Une théorie est satisfaisante si elle n'est pas contredite par de nombreux faits observables. Si, au contraire, il est possible d'observer un grand nombre de faits qui la contredisent, elle est mauvaise. Elle doit être rejetée et remplacée par une théorie qui rend un meilleur compte des faits constatés.
Que verrait autour de lui un individu qui voudrait proposer une théorie pour expliquer les faits qu'il constate dans la société actuelle : le mensonge, le mensonge, partout le mensonge. Dans la politique, les médias, le droit, l'enseignement.
Il observerait parallèlement une dégradation du langage. La langue moderne, particulièrement la langue politique, est confuse. Ses mots sont flous, vicieux, pervers.
Devons-nous voir un simple dysfonctionnement dans ces faits ? Je ne le pense pas. Je pense au contraire qu'ils s'expliquent rationnellement par le fait que la civilisation engendre nécessairement le mensonge ; que plus une société est civilisée, plus elle est mensongère et malhonnête. Comme nous vivons dans une société très civilisée, nous vivons dans une société très mensongère et très malhonnête.
Le mensonge civilisationnel n'est pas n'importe quel mensonge. Ce n'est pas un mensonge individuel portant sur un fait particulier comme le mensonge du garnement qui jure que ce n'est pas lui qui a cassé le carreau.
C'est un mensonge collectif.
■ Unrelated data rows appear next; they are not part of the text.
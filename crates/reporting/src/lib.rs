//! Core domain for the publish reporter.
//!
//! This crate turns a failed publishing run into a GitHub issue comment: it
//! formats the run's log, strips the access token from it, posts it, and cleans
//! up the bot's previous failure comments. It can also close the tracking issue
//! once runs succeed again.
//!
//! ## Architectural Layer
//!
//! **Business logic + port definitions.** This crate has no I/O dependencies.
//! It talks to GitHub only through the [`IssueTracker`] trait; the `github`
//! crate supplies the HTTP implementation.
//!
//! ## Module Layout
//!
//! | Module | Contents |
//! |--------|----------|
//! | [`identifiers`] | Newtype identifiers (`OrgName`, `IssueNumber`, `CommentId`, etc.) |
//! | [`types`] | Value types returned by the tracker (`User`, `IssueComment`, `Timestamp`) |
//! | [`errors`] | Operation-level error types |
//! | [`tracker`] | The [`IssueTracker`] port and its [`TrackerError`] |
//! | [`log_format`] | Log truncation and Markdown rendering |
//! | [`redact`] | Secret redaction |
//! | [`reporter`] | [`report_on_issue`] and [`close_issue`] |

pub mod errors;
pub mod identifiers;
pub mod log_format;
pub mod redact;
pub mod reporter;
pub mod tracker;
pub mod types;

// Re-export everything at the crate root for ergonomic usage by downstream crates.
pub use errors::{IdentifierError, ReportError};
pub use identifiers::{CommentId, IssueNumber, IssueRef, OrgName, RepoName, UserId};
pub use log_format::{format_log_for_github, LogBuilder, MAX_COMMENT_BYTES, STEP_MARKER};
pub use redact::{redact_secret, REDACTION_PLACEHOLDER};
pub use reporter::{
    close_issue, failure_heading, report_on_issue, CleanupAction, ReportOutcome,
    DEFAULT_MAX_LINES,
};
pub use tracker::{IssueTracker, TrackerError};
pub use types::{IssueComment, Timestamp, User};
Il n'est pas l'œuvre d'individus isolés, mais celui d'une collectivité, celle des clercs, celle de l'ensemble des individus qui détiennent et exercent le monopole du pouvoir intellectuel : philosophes, historiens, sociologues, juristes, journalistes, essayistes, romanciers, cinéastes, publicitaires, enseignants… Il est le produit d'une coopération entre un grand nombre d'individus occupés à la même tâche. C'est un mensonge social.
Le mensonge civilisationnel est un mensonge historique. Chaque génération est l'héritière du mensonge social de ses devancières. Elle le perfectionne, le raffine. Les charlatans des Lumières (Thomas Hobbes, Jean-Jacques Rousseau) n'ont pas inventé l'imposture du droit naturel. Ils en ont hérité et l'ont perfectionnée. Comme le mensonge civilisationnel se perfectionne sans cesse, la société devient de plus en plus malhonnête avec les progrès de la civilisation.
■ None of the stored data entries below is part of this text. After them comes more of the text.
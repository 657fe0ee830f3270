//! Log level definitions
//!
//! Levels sit on a signed scale with gaps of four between the conventional
//! points, so `Trace` can live below `Debug` without renumbering the rest.

use serde::{Deserialize, Deserializer, Serialize, Serializer};
use std::fmt;
use std::str::FromStr;

#[derive(Debug, Clone, Copy, PartialEq, Eq, PartialOrd, Ord, Hash, Default)]
#[repr(i8)]
pub enum LogLevel {
    Trace = -8,
    Debug = -4,
    #[default]
    Info = 0,
    Warn = 4,
    Error = 8,
}

/// Returned when a severity string is not one of the recognized names
#[derive(Debug, Clone, PartialEq, Eq, thiserror::Error)]
#[error("Invalid log level: '{input}'")]
pub struct ParseLevelError {
    input: String,
}

impl ParseLevelError {
    /// The text that failed to parse, as supplied by the caller
    pub fn input(&self) -> &str {
        &self.input
    }
}

impl LogLevel {
    pub const ALL: [LogLevel; 5] = [
        LogLevel::Trace,
        LogLevel::Debug,
        LogLevel::Info,
        LogLevel::Warn,
        LogLevel::Error,
    ];

    pub fn as_str(&self) -> &'static str {
        match self {
            LogLevel::Trace => "TRACE",
            LogLevel::Debug => "DEBUG",
            LogLevel::Info => "INFO",
            LogLevel::Warn => "WARN",
            LogLevel::Error => "ERROR",
        }
    }

    /// Three-letter tag used by the console appender
    pub fn short_name(&self) -> &'static str {
        match self {
            LogLevel::Trace => "TRC",
            LogLevel::Debug => "DBG",
            LogLevel::Info => "INF",
            LogLevel::Warn => "WRN",
            LogLevel::Error => "ERR",
        }
    }

    /// Position on the severity scale
    pub fn value(&self) -> i8 {
        *self as i8
    }

    #[cfg(feature = "console")]
    pub fn color_code(&self) -> colored::Color {
        use colored::Color::*;
        match self {
            LogLevel::Trace => Cyan,
            LogLevel::Debug => BrightBlack,
            LogLevel::Info => Green,
            LogLevel::Warn => Yellow,
            LogLevel::Error => Red,
        }
    }

    fn parse_standard(s: &str) -> Option<Self> {
        match s {
            "debug" => Some(LogLevel::Debug),
            "info" => Some(LogLevel::Info),
            "warn" => Some(LogLevel::Warn),
            "error" => Some(LogLevel::Error),
            _ => None,
        }
    }
}

impl fmt::Display for LogLevel {
    fn fmt(&self, f: &mut fmt::Formatter<'_>) -> fmt::Result {
        f.pad(self.as_str())
    }
}

impl FromStr for LogLevel {
    type Err = ParseLevelError;

    fn from_str(s: &str) -> Result<Self, Self::Err> {
        let lowered = s.to_lowercase();

        match Self::parse_standard(&lowered) {
            Some(level) => Ok(level),
            None if lowered == "trace" => Ok(LogLevel::Trace),
            None => Err(ParseLevelError {
                input: s.to_string(),
            }),
        }
    }
}

impl Serialize for LogLevel {
    fn serialize<S: Serializer>(&self, serializer: S) -> Result<S::Ok, S::Error> {
        serializer.serialize_str(self.as_str())
    }
}

impl<'de> Deserialize<'de> for LogLevel {
    fn deserialize<D: Deserializer<'de>>(deserializer: D) -> Result<Self, D::Error> {
        let s = String::deserialize(deserializer)?;
        s.parse().map_err(serde::de::Error::custom)
    }
}

#[cfg(test)]
mod tests {
    use super::*;

    #[test]
    fn test_parse_is_case_insensitive() {
        for (input, expected) in [
            ("trace", LogLevel::Trace),
            ("TRACE", LogLevel::Trace),
            ("Debug", LogLevel::Debug),
            ("info", LogLevel::Info),
            ("wArN", LogLevel::Warn),
            ("ERROR", LogLevel::Error),
        ] {
            assert_eq!(input.parse::<LogLevel>().unwrap(), expected, "input {input}");
        }
    }

    #[test]
    fn test_parse_rejects_unknown() {
        for input in ["", "warning", "fatal", "verbose", " info", "info "] {
            let err = input.parse::<LogLevel>().unwrap_err();
            assert_eq!(err.input(), input);
        }
    }

    #[test]
    fn test_trace_below_debug() {
        assert!(LogLevel::Trace < LogLevel::Debug);
        assert!(LogLevel::Trace.value() < LogLevel::Debug.value());
        assert_eq!(LogLevel::Info.value(), 0);
    }

    #[test]
    fn test_display_is_canonical() {
        assert_eq!(LogLevel::Trace.to_string(), "TRACE");
        assert_eq!(LogLevel::Warn.to_string(), "WARN");
        assert_eq!(format!("{:<5}|", LogLevel::Info), "INFO |");
    }

    #[test]
    fn test_default_is_info() {
        assert_eq!(LogLevel::default(), LogLevel::Info);
    }

    #[test]
    fn test_serde_uses_names() {
        let json = serde_json::to_string(&LogLevel::Trace).unwrap();
        assert_eq!(json, "\"TRACE\"");

        let level: LogLevel = serde_json::from_str("\"warn\"").unwrap();
        assert_eq!(level, LogLevel::Warn);

        assert!(serde_json::from_str::<LogLevel>("\"loud\"").is_err());
    }
}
Le socle sur lequel s'élève le mensonge civilisationnel est l'idée de justice. Un compte est juste quand personne n'a plus rien à réclamer. Si je donne une pièce de 2 euros à mon boulanger pour payer une baguette de pain au seigle qu'il vend 1,50 euros, et s'il me rend 50 cents, le compte entre nous est juste. Je ne lui dois plus rien. Je n'ai plus rien à lui réclamer. De même le boulanger ne me doit plus rien et n'a plus rien à me réclamer.
Les Grecs ne voyaient rien de répréhensible à la pratique de l'esclavage. Le philosophe athénien Aristote explique tranquillement que certains hommes naissent pour commander et d'autres pour obéir. Ces hommes qui naissent pour obéir ce sont les esclaves. L'esclave doit travailler pour son maître mais, étant né pour l'obéissance, il n'est privé d'aucun de ses droits. Il obtient tout ce à quoi sa naissance lui donne droit. Le compte entre le maître et l'esclave est juste et l'esclave n'a plus rien à réclamer.
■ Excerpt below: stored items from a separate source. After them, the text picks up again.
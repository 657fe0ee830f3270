//! Appender implementations

pub mod console;
pub mod json;
pub mod memory;

pub use console::ConsoleAppender;
pub use json::JsonAppender;
pub use memory::MemoryWriter;

pub use crate::core::Appender;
La théorie de la justice d'Aristote a plusieurs conséquences.
Elle permet aux esclavagistes d'avoir leur conscience pour eux. Ils ne commettent aucune injustice.
Comme les esclavagistes communiquent à leurs esclaves l'idée qu'ils sont nés pour obéir et que, par suite, ils ne sont victimes d’aucune injustice, elle facilite leur soumission à leur maître.
En troisième lieu, la théorie de la justice justifie la répression des révoltes d’esclaves. Comme il obtient de son maître tout ce à quoi il a droit, l'esclave qui se révolte contre son maître abuse de ses droits. Sa révolte est illégitime. Elle peut et doit par conséquent être réprimée sans pitié.